START Entries shown

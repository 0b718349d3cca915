//! Configuration for the remote store and the translation layer.
//!
//! [`RemoteConfig`] is supplied once at startup and never changes for the
//! lifetime of the process. [`CoreConfig`] tunes timeouts, staging and the
//! ownership/permission bits reported for synthesized metadata.

use std::fmt;
use std::path::PathBuf;
use std::str::FromStr;
use std::time::Duration;

use secrecy::{ExposeSecret, SecretString};

use crate::error::HarborError;

/// Default endpoint domain of the object store.
pub const DEFAULT_ENDPOINT: &str = "obs.casearth.cn";

/// Region passed to S3 signing when none is configured.
pub const DEFAULT_REGION: &str = "us-east-1";

/// Default bound on every remote call.
pub const DEFAULT_REMOTE_TIMEOUT: Duration = Duration::from_secs(30);

/// Largest object a single upload can create (5 GiB, the S3 `PutObject`
/// limit). Also the default cap on staged content.
pub const DEFAULT_MAX_FILE_SIZE: u64 = 5 * 1024 * 1024 * 1024;

/// Default permission bits for files.
pub const DEFAULT_FILE_PERM: u16 = 0o644;

/// Default permission bits for directories.
pub const DEFAULT_DIR_PERM: u16 = 0o755;

/// URL scheme used to reach the endpoint.
#[derive(Debug, Clone, Copy, PartialEq, Eq, Default)]
pub enum Scheme {
    Http,
    #[default]
    Https,
}

impl Scheme {
    pub fn as_str(self) -> &'static str {
        match self {
            Scheme::Http => "http",
            Scheme::Https => "https",
        }
    }
}

impl fmt::Display for Scheme {
    fn fmt(&self, f: &mut fmt::Formatter<'_>) -> fmt::Result {
        f.write_str(self.as_str())
    }
}

impl FromStr for Scheme {
    type Err = HarborError;

    fn from_str(s: &str) -> Result<Self, Self::Err> {
        match s.to_ascii_lowercase().as_str() {
            "http" => Ok(Scheme::Http),
            "https" => Ok(Scheme::Https),
            other => Err(HarborError::InvalidArgument(format!(
                "unknown scheme '{other}', expected http or https"
            ))),
        }
    }
}

/// Connection settings for an S3-compatible bucket.
///
/// The secret key is redacted from `Debug` output.
#[derive(Debug)]
pub struct RemoteConfig {
    pub scheme: Scheme,
    /// Endpoint domain, without scheme (`obs.casearth.cn`).
    pub endpoint: String,
    pub region: String,
    pub bucket: String,
    pub access_key: String,
    pub secret_key: SecretString,
}

impl RemoteConfig {
    /// Creates a configuration for `bucket` on the default endpoint.
    pub fn new(
        bucket: impl Into<String>,
        access_key: impl Into<String>,
        secret_key: impl Into<String>,
    ) -> Self {
        Self {
            scheme: Scheme::default(),
            endpoint: DEFAULT_ENDPOINT.to_string(),
            region: DEFAULT_REGION.to_string(),
            bucket: bucket.into(),
            access_key: access_key.into(),
            secret_key: SecretString::from(secret_key.into()),
        }
    }

    #[must_use]
    pub fn scheme(mut self, scheme: Scheme) -> Self {
        self.scheme = scheme;
        self
    }

    #[must_use]
    pub fn endpoint(mut self, endpoint: impl Into<String>) -> Self {
        self.endpoint = endpoint.into();
        self
    }

    #[must_use]
    pub fn region(mut self, region: impl Into<String>) -> Self {
        self.region = region.into();
        self
    }

    /// Full endpoint URL (`https://obs.casearth.cn`).
    ///
    /// An endpoint that already carries a scheme is used as-is.
    pub fn endpoint_url(&self) -> String {
        if self.endpoint.contains("://") {
            self.endpoint.clone()
        } else {
            format!("{}://{}", self.scheme, self.endpoint)
        }
    }

    pub(crate) fn secret(&self) -> &str {
        self.secret_key.expose_secret()
    }
}

/// Where open-file bytes live between open and write-back.
#[derive(Debug, Clone, PartialEq, Eq, Default)]
pub enum StagingMode {
    /// In-process buffers.
    #[default]
    Memory,
    /// Files beneath a local shadow root.
    Disk(PathBuf),
}

/// Settings for the translation layer.
#[derive(Debug, Clone)]
pub struct CoreConfig {
    /// Bound applied to every remote call.
    ///
    /// A call exceeding it fails with an I/O error. Default: 30 seconds.
    pub remote_timeout: Duration,

    /// Staging of open-file content. Default: memory.
    pub staging: StagingMode,

    /// Owner reported for every entry.
    pub uid: u32,
    pub gid: u32,

    pub file_perm: u16,
    pub dir_perm: u16,

    /// Rejects every mutation with EROFS.
    pub read_only: bool,

    /// Largest size a file may be written or truncated to.
    ///
    /// Beyond it writes and truncates fail with EFBIG before anything is
    /// staged. Default: [`DEFAULT_MAX_FILE_SIZE`].
    pub max_file_size: u64,
}

impl Default for CoreConfig {
    fn default() -> Self {
        Self {
            remote_timeout: DEFAULT_REMOTE_TIMEOUT,
            staging: StagingMode::Memory,
            uid: 0,
            gid: 0,
            file_perm: DEFAULT_FILE_PERM,
            dir_perm: DEFAULT_DIR_PERM,
            read_only: false,
            max_file_size: DEFAULT_MAX_FILE_SIZE,
        }
    }
}

impl CoreConfig {
    /// Sets the bound on remote calls.
    #[must_use]
    pub fn remote_timeout(mut self, timeout: Duration) -> Self {
        self.remote_timeout = timeout;
        self
    }

    /// Sets the staging mode.
    #[must_use]
    pub fn staging(mut self, staging: StagingMode) -> Self {
        self.staging = staging;
        self
    }

    /// Sets the owner reported for every entry.
    #[must_use]
    pub fn owner(mut self, uid: u32, gid: u32) -> Self {
        self.uid = uid;
        self.gid = gid;
        self
    }

    #[must_use]
    pub fn permissions(mut self, file_perm: u16, dir_perm: u16) -> Self {
        self.file_perm = file_perm;
        self.dir_perm = dir_perm;
        self
    }

    #[must_use]
    pub fn read_only(mut self, read_only: bool) -> Self {
        self.read_only = read_only;
        self
    }

    /// Caps the size of staged content.
    #[must_use]
    pub fn max_file_size(mut self, bytes: u64) -> Self {
        self.max_file_size = bytes;
        self
    }
}
/// Handles held locked for the duration of a namespace mutation.
///
/// While held, no read/write/upload can run on these handles, so a rename or
/// unlink cannot race an in-flight upload to the old key.
#[must_use]
pub struct QuiescedHandles {
    held: Vec<(Arc<OpenFile>, OwnedMutexGuard<Content>)>,
}

impl QuiescedHandles {
    pub fn len(&self) -> usize {
        self.held.len()
    }

    pub fn is_empty(&self) -> bool {
        self.held.is_empty()
    }

    /// Points every held handle at its path rebased from `from` to `to`.
    pub fn retarget(&self, from: &VirtualPath, to: &VirtualPath) {
        for (file, _) in &self.held {
            let mut path = file.path.write();
            if let Some(new) = path.rebase(from, to) {
                trace!(fh = file.id, from = %*path, to = %new, "Retargeted handle");
                *path = new;
            }
        }
    }

    /// Marks every held handle as unlinked; their content is never uploaded.
    pub fn detach(&self) {
        for (file, _) in &self.held {
            file.detached.store(true, Ordering::Release);
            *file.pending_size.lock() = None;
        }
    }

    /// Detaches only the held handles at or below `path`.
    pub fn detach_within(&self, path: &VirtualPath) {
        for (file, _) in &self.held {
            if file.path().is_within(path) {
                trace!(fh = file.id, path = %path, "Detached handle");
                file.detached.store(true, Ordering::Release);
                *file.pending_size.lock() = None;
            }
        }
    }

    /// Applies `size` to every held handle whose content is loaded.
    pub fn truncate(&mut self, size: u64) -> HarborResult<()> {
        for (file, content) in &mut self.held {
            if let Content::Loaded(backing) = &mut **content {
                backing.truncate(size)?;
                file.track_size(&**backing);
            }
        }
        Ok(())
    }
}

/// Table of open handles.
#[derive(Debug)]
pub struct DescriptorTable {
    handles: DashMap<FileHandle, Arc<OpenFile>>,
    next_id: AtomicU64,
    remote: BoundedRemote,
    backing: Arc<dyn BackingStore>,
    ledger: Arc<DivergenceLedger>,
    max_file_size: u64,
}
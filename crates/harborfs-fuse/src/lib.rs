//! FUSE mount for object-storage buckets.
//!
//! Adapts the path-based [`harborfs_core::HarborFs`] to the inode-based
//! fuser `Filesystem` trait.
//!
//! # Features
//!
//! - Inode numbers allocated on first sight, released on `forget`
//! - Attribute and negative-lookup caching with a short TTL, so changes made
//!   by other bucket clients show up
//! - Every request bounded by a deadline; a stalled bucket surfaces as EIO
//!   rather than a hung process
//!
//! # Usage
//!
//! ```ignore
//! use harborfs_fuse::{HarborFuse, MountConfig, mount};
//!
//! let fuse = HarborFuse::new(fs, runtime.handle().clone(), config.clone());
//! let handle = mount(fuse, mountpoint, &config)?;
//! ```

pub mod async_bridge;
pub mod attr;
pub mod backend;
pub mod config;
pub mod error;
pub mod filesystem;
pub mod inode;

pub use async_bridge::{BridgeError, BridgeStats};
pub use attr::AttrCache;
pub use backend::{MountHandle, mount, mount_options};
pub use config::MountConfig;
pub use error::{FuseError, FuseResult};
pub use filesystem::HarborFuse;
pub use inode::{InodeEntry, InodeTable, ROOT_INODE};
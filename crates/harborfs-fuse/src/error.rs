//! Errors raised while serving FUSE requests.
//!
//! Filesystem failures arrive as [`HarborError`] and keep the errno the core
//! assigns them. Everything else here is specific to the transport: the
//! inode table, the async bridge and mounting.

use std::io;
use std::path::PathBuf;

use harborfs_core::HarborError;
use harborfs_core::error::io_error_to_errno;
use thiserror::Error;

use crate::async_bridge::BridgeError;

#[derive(Debug, Error)]
pub enum FuseError {
    /// Boxed to keep the enum small.
    #[error("{0}")]
    Fs(Box<HarborError>),

    #[error("Async bridge error: {0}")]
    Bridge(#[from] BridgeError),

    /// The kernel referenced an inode this mount never handed out or
    /// already forgot.
    #[error("Unknown inode: {0}")]
    UnknownInode(u64),

    /// Name from the kernel is not valid UTF-8.
    #[error("Invalid file name: {0}")]
    InvalidName(String),

    #[error("Mount point is not a directory: {}", .0.display())]
    BadMountpoint(PathBuf),

    #[error("IO error: {0}")]
    Io(#[from] io::Error),
}

impl FuseError {
    pub fn to_errno(&self) -> i32 {
        match self {
            FuseError::Fs(e) => e.to_errno(),
            FuseError::Bridge(e) => e.to_errno(),
            FuseError::UnknownInode(_) => libc::ENOENT,
            FuseError::InvalidName(_) => libc::EINVAL,
            FuseError::BadMountpoint(_) => libc::ENOTDIR,
            FuseError::Io(e) => io_error_to_errno(e),
        }
    }
}

impl From<HarborError> for FuseError {
    fn from(e: HarborError) -> Self {
        FuseError::Fs(Box::new(e))
    }
}

pub type FuseResult<T> = Result<T, FuseError>;

#[cfg(test)]
mod tests {
    use super::*;
    use harborfs_core::VirtualPath;
    use std::time::Duration;

    #[test]
    fn test_core_errors_keep_their_errno() {
        let cases = [
            (HarborError::NotFound(VirtualPath::root()), libc::ENOENT),
            (HarborError::PermissionDenied(VirtualPath::root()), libc::EACCES),
            (HarborError::InvalidHandle(3), libc::EBADF),
            (
                HarborError::RemoteTimeout {
                    operation: "get",
                    key: "k".to_string(),
                    timeout: Duration::from_secs(1),
                },
                libc::EIO,
            ),
            (HarborError::ReadOnly(VirtualPath::root()), libc::EROFS),
        ];
        for (err, errno) in cases {
            assert_eq!(FuseError::from(err).to_errno(), errno);
        }
    }

    #[test]
    fn test_transport_errors() {
        assert_eq!(FuseError::UnknownInode(9).to_errno(), libc::ENOENT);
        assert_eq!(FuseError::InvalidName("x".into()).to_errno(), libc::EINVAL);
        let timeout = BridgeError::Timeout {
            op: "read",
            after: Duration::from_secs(1),
        };
        assert_eq!(FuseError::from(timeout).to_errno(), libc::EIO);
        assert_eq!(
            FuseError::from(BridgeError::Panicked("write")).to_errno(),
            libc::EIO
        );
        assert_eq!(
            FuseError::from(io::Error::from_raw_os_error(libc::ENOSPC)).to_errno(),
            libc::ENOSPC
        );
    }

    #[test]
    fn test_display_includes_context() {
        let e = FuseError::from(HarborError::NotFound(VirtualPath::parse("/a/b").unwrap()));
        assert!(e.to_string().contains("/a/b"));
        let e = FuseError::BadMountpoint(PathBuf::from("/mnt/x"));
        assert!(e.to_string().contains("/mnt/x"));
    }
}
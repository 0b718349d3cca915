//! Attribute conversion and caching.
//!
//! Synthesized [`AttributeRecord`]s become fuser `FileAttr`s here. Both
//! caches are moka caches with a time-to-live, so entries created by other
//! clients of the bucket appear once the TTL runs out.

use std::time::Duration;

use fuser::{FileAttr, FileType};
use harborfs_core::dispatcher::BLOCK_SIZE;
use harborfs_core::{AttributeRecord, EntryKind};
use moka::sync::Cache;

/// `st_blocks` is counted in 512-byte units regardless of `st_blksize`.
const STAT_BLOCK: u64 = 512;

const MAX_CACHED_ATTRS: u64 = 100_000;
const MAX_CACHED_NEGATIVES: u64 = 10_000;

pub fn file_type(kind: EntryKind) -> FileType {
    match kind {
        EntryKind::File => FileType::RegularFile,
        EntryKind::Directory => FileType::Directory,
        EntryKind::Symlink => FileType::Symlink,
    }
}

/// Converts a synthesized record for inode `ino`.
pub fn to_file_attr(ino: u64, record: &AttributeRecord) -> FileAttr {
    let size = record.size_or_zero();
    FileAttr {
        ino,
        size,
        blocks: size.div_ceil(STAT_BLOCK),
        atime: record.atime,
        mtime: record.mtime,
        ctime: record.ctime,
        crtime: record.ctime,
        kind: file_type(record.kind),
        perm: record.perm,
        nlink: record.nlink,
        uid: record.uid,
        gid: record.gid,
        rdev: 0,
        blksize: BLOCK_SIZE,
        flags: 0,
    }
}

/// Positive and negative lookup caches.
///
/// A zero TTL disables the corresponding cache.
pub struct AttrCache {
    attrs: Option<Cache<u64, FileAttr>>,
    negative: Option<Cache<(u64, String), ()>>,
    ttl: Duration,
}

impl AttrCache {
    pub fn new(ttl: Duration, negative_ttl: Duration) -> Self {
        let attrs = (!ttl.is_zero()).then(|| {
            Cache::builder()
                .max_capacity(MAX_CACHED_ATTRS)
                .time_to_live(ttl)
                .build()
        });
        let negative = (!negative_ttl.is_zero()).then(|| {
            Cache::builder()
                .max_capacity(MAX_CACHED_NEGATIVES)
                .time_to_live(negative_ttl)
                .build()
        });
        Self {
            attrs,
            negative,
            ttl,
        }
    }

    /// TTL to hand the kernel along with attributes and entries.
    pub fn ttl(&self) -> Duration {
        self.ttl
    }

    pub fn get(&self, ino: u64) -> Option<FileAttr> {
        self.attrs.as_ref()?.get(&ino)
    }

    pub fn insert(&self, attr: FileAttr) {
        if let Some(cache) = &self.attrs {
            cache.insert(attr.ino, attr);
        }
    }

    pub fn invalidate(&self, ino: u64) {
        if let Some(cache) = &self.attrs {
            cache.invalidate(&ino);
        }
    }

    pub fn is_negative(&self, parent: u64, name: &str) -> bool {
        self.negative
            .as_ref()
            .is_some_and(|c| c.contains_key(&(parent, name.to_string())))
    }

    pub fn insert_negative(&self, parent: u64, name: &str) {
        if let Some(cache) = &self.negative {
            cache.insert((parent, name.to_string()), ());
        }
    }

    /// Drops a negative entry once the name has been created.
    pub fn remove_negative(&self, parent: u64, name: &str) {
        if let Some(cache) = &self.negative {
            cache.invalidate(&(parent, name.to_string()));
        }
    }

    /// Drops everything; used after renames, which can move whole subtrees.
    pub fn clear(&self) {
        if let Some(cache) = &self.attrs {
            cache.invalidate_all();
        }
        if let Some(cache) = &self.negative {
            cache.invalidate_all();
        }
    }
}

END Entries shown

**Work to be completed:**
Where a line above contains the string "HarborFuse", copy that line.

**Answer below:**
//! use harborfs_fuse::{HarborFuse, MountConfig, mount};
//! let fuse = HarborFuse::new(fs, runtime.handle().clone(), config.clone());
pub use filesystem::HarborFuse;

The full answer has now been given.